TASK GOAL - Among the lines of the data, copy those that hold "settings".

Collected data

//! Process-wide configuration.
//!
//! Loaded once at startup with priority: env var > default. A `.env` file is
//! honored via dotenvy. The core treats the result as read-only; turn flags
//! are resolved once per turn from these values.

use std::path::PathBuf;
use std::time::Duration;

use secrecy::SecretString;

use crate::error::ConfigError;

/// Engine invocation settings.
#[derive(Debug, Clone)]
pub struct AgentConfig {
    /// Binary name or path for the Claude Code CLI.
    pub claude_binary: String,
    /// Working directory for sessions that don't override it.
    pub default_working_directory: PathBuf,
    /// Continue the engine's most recent conversation on a fresh session.
    pub continue_most_recent: bool,
    /// Skip all approval prompts inside the engine.
    pub skip_approvals: bool,
}

impl Default for AgentConfig {
    fn default() -> Self {
        Self {
            claude_binary: "claude".to_string(),
            default_working_directory: dirs::home_dir().unwrap_or_else(|| PathBuf::from(".")),
            continue_most_recent: false,
            skip_approvals: false,
        }
    }
}

/// Output pacing for one turn.
#[derive(Debug, Clone)]
pub struct TurnConfig {
    /// Quiet period before buffered text is flushed as one event.
    pub debounce: Duration,
    /// Window in which consecutive tool descriptions coalesce into one event.
    pub tool_batch_window: Duration,
    /// Silence interval after which a heartbeat is emitted.
    pub heartbeat_interval: Duration,
    /// Whether heartbeats are emitted at all.
    pub heartbeat_enabled: bool,
}

impl Default for TurnConfig {
    fn default() -> Self {
        Self {
            debounce: Duration::from_millis(1200),
            tool_batch_window: Duration::from_millis(300),
            heartbeat_interval: Duration::from_secs(120),
            heartbeat_enabled: true,
        }
    }
}

/// Slack delivery settings. Posting is skipped entirely without a token.
#[derive(Debug, Clone, Default)]
pub struct SlackConfig {
    /// Bot token (`xoxb-...`) for chat.postMessage.
    pub bot_token: Option<SecretString>,
    /// Destination channel ID.
    pub channel: Option<String>,
}

/// Top-level configuration.
#[derive(Debug, Clone)]
pub struct Config {
    pub agent: AgentConfig,
    pub turn: TurnConfig,
    pub slack: SlackConfig,
    /// Minimum interval between deliveries to one destination.
    pub min_post_interval: Duration,
}

impl Default for Config {
    fn default() -> Self {
        Self {
            agent: AgentConfig::default(),
            turn: TurnConfig::default(),
            slack: SlackConfig::default(),
            min_post_interval: Duration::from_secs(1),
        }
    }
}

impl Config {
    /// Load configuration from the environment.
    pub fn from_env() -> Result<Self, ConfigError> {
        let _ = dotenvy::dotenv();

        let mut config = Self::default();

        if let Some(binary) = optional_env("RELAYCLAW_CLAUDE_BINARY") {
            config.agent.claude_binary = binary;
        }
        if let Some(dir) = optional_env("RELAYCLAW_WORKING_DIR") {
            config.agent.default_working_directory = PathBuf::from(dir);
        }
        config.agent.continue_most_recent =
            parse_bool("RELAYCLAW_CONTINUE_MOST_RECENT", config.agent.continue_most_recent)?;
        config.agent.skip_approvals =
            parse_bool("RELAYCLAW_SKIP_APPROVALS", config.agent.skip_approvals)?;

        if let Some(ms) = parse_u64("RELAYCLAW_DEBOUNCE_MS")? {
            config.turn.debounce = Duration::from_millis(ms);
        }
        if let Some(ms) = parse_u64("RELAYCLAW_TOOL_BATCH_MS")? {
            config.turn.tool_batch_window = Duration::from_millis(ms);
        }
        if let Some(secs) = parse_u64("RELAYCLAW_HEARTBEAT_SECS")? {
            if secs == 0 {
                config.turn.heartbeat_enabled = false;
            } else {
                config.turn.heartbeat_interval = Duration::from_secs(secs);
            }
        }
        if let Some(ms) = parse_u64("RELAYCLAW_MIN_POST_INTERVAL_MS")? {
            config.min_post_interval = Duration::from_millis(ms);
        }

        config.slack.bot_token = optional_env("SLACK_BOT_TOKEN").map(SecretString::from);
        config.slack.channel = optional_env("SLACK_CHANNEL");

        Ok(config)
    }
}

/// Read an env var, treating empty values as unset.
fn optional_env(key: &str) -> Option<String> {
    match std::env::var(key) {
        Ok(v) if !v.trim().is_empty() => Some(v),
        _ => None,
    }
}

fn parse_bool(key: &str, default: bool) -> Result<bool, ConfigError> {
    match optional_env(key) {
        None => Ok(default),
        Some(v) => match v.trim().to_ascii_lowercase().as_str() {
            "1" | "true" | "yes" | "on" => Ok(true),
            "0" | "false" | "no" | "off" => Ok(false),
            other => Err(ConfigError::InvalidValue {
                key: key.to_string(),
                reason: format!("expected a boolean, got {other:?}"),
            }),
        },
    }
}

fn parse_u64(key: &str) -> Result<Option<u64>, ConfigError> {
    match optional_env(key) {
        None => Ok(None),
        Some(v) => v.trim().parse::<u64>().map(Some).map_err(|e| {
            ConfigError::InvalidValue {
                key: key.to_string(),
                reason: e.to_string(),
            }
        }),
    }
}

#[cfg(test)]
mod tests {
    use super::*;

    #[test]
    fn defaults_are_sane() {
        let config = Config::default();
        assert_eq!(config.turn.debounce, Duration::from_millis(1200));
        assert_eq!(config.turn.heartbeat_interval, Duration::from_secs(120));
        assert!(config.turn.heartbeat_enabled);
        assert_eq!(config.min_post_interval, Duration::from_secs(1));
        assert_eq!(config.agent.claude_binary, "claude");
        assert!(!config.agent.continue_most_recent);
        assert!(!config.agent.skip_approvals);
    }

    #[test]
    fn parse_bool_accepts_common_spellings() {
        // Uses process env; pick a key unlikely to collide.
        unsafe { std::env::set_var("RELAYCLAW_TEST_BOOL", "yes") };
        assert!(parse_bool("RELAYCLAW_TEST_BOOL", false).unwrap());
        unsafe { std::env::set_var("RELAYCLAW_TEST_BOOL", "off") };
        assert!(!parse_bool("RELAYCLAW_TEST_BOOL", true).unwrap());
        unsafe { std::env::set_var("RELAYCLAW_TEST_BOOL", "maybe") };
        assert!(parse_bool("RELAYCLAW_TEST_BOOL", false).is_err());
        unsafe { std::env::remove_var("RELAYCLAW_TEST_BOOL") };
    }

    #[test]
    fn parse_bool_defaults_when_unset() {
        assert!(parse_bool("RELAYCLAW_TEST_BOOL_UNSET", true).unwrap());
        assert!(!parse_bool("RELAYCLAW_TEST_BOOL_UNSET", false).unwrap());
    }
}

ANSWER BOX -
/// Engine invocation settings.
/// Slack delivery settings. Posting is skipped entirely without a token.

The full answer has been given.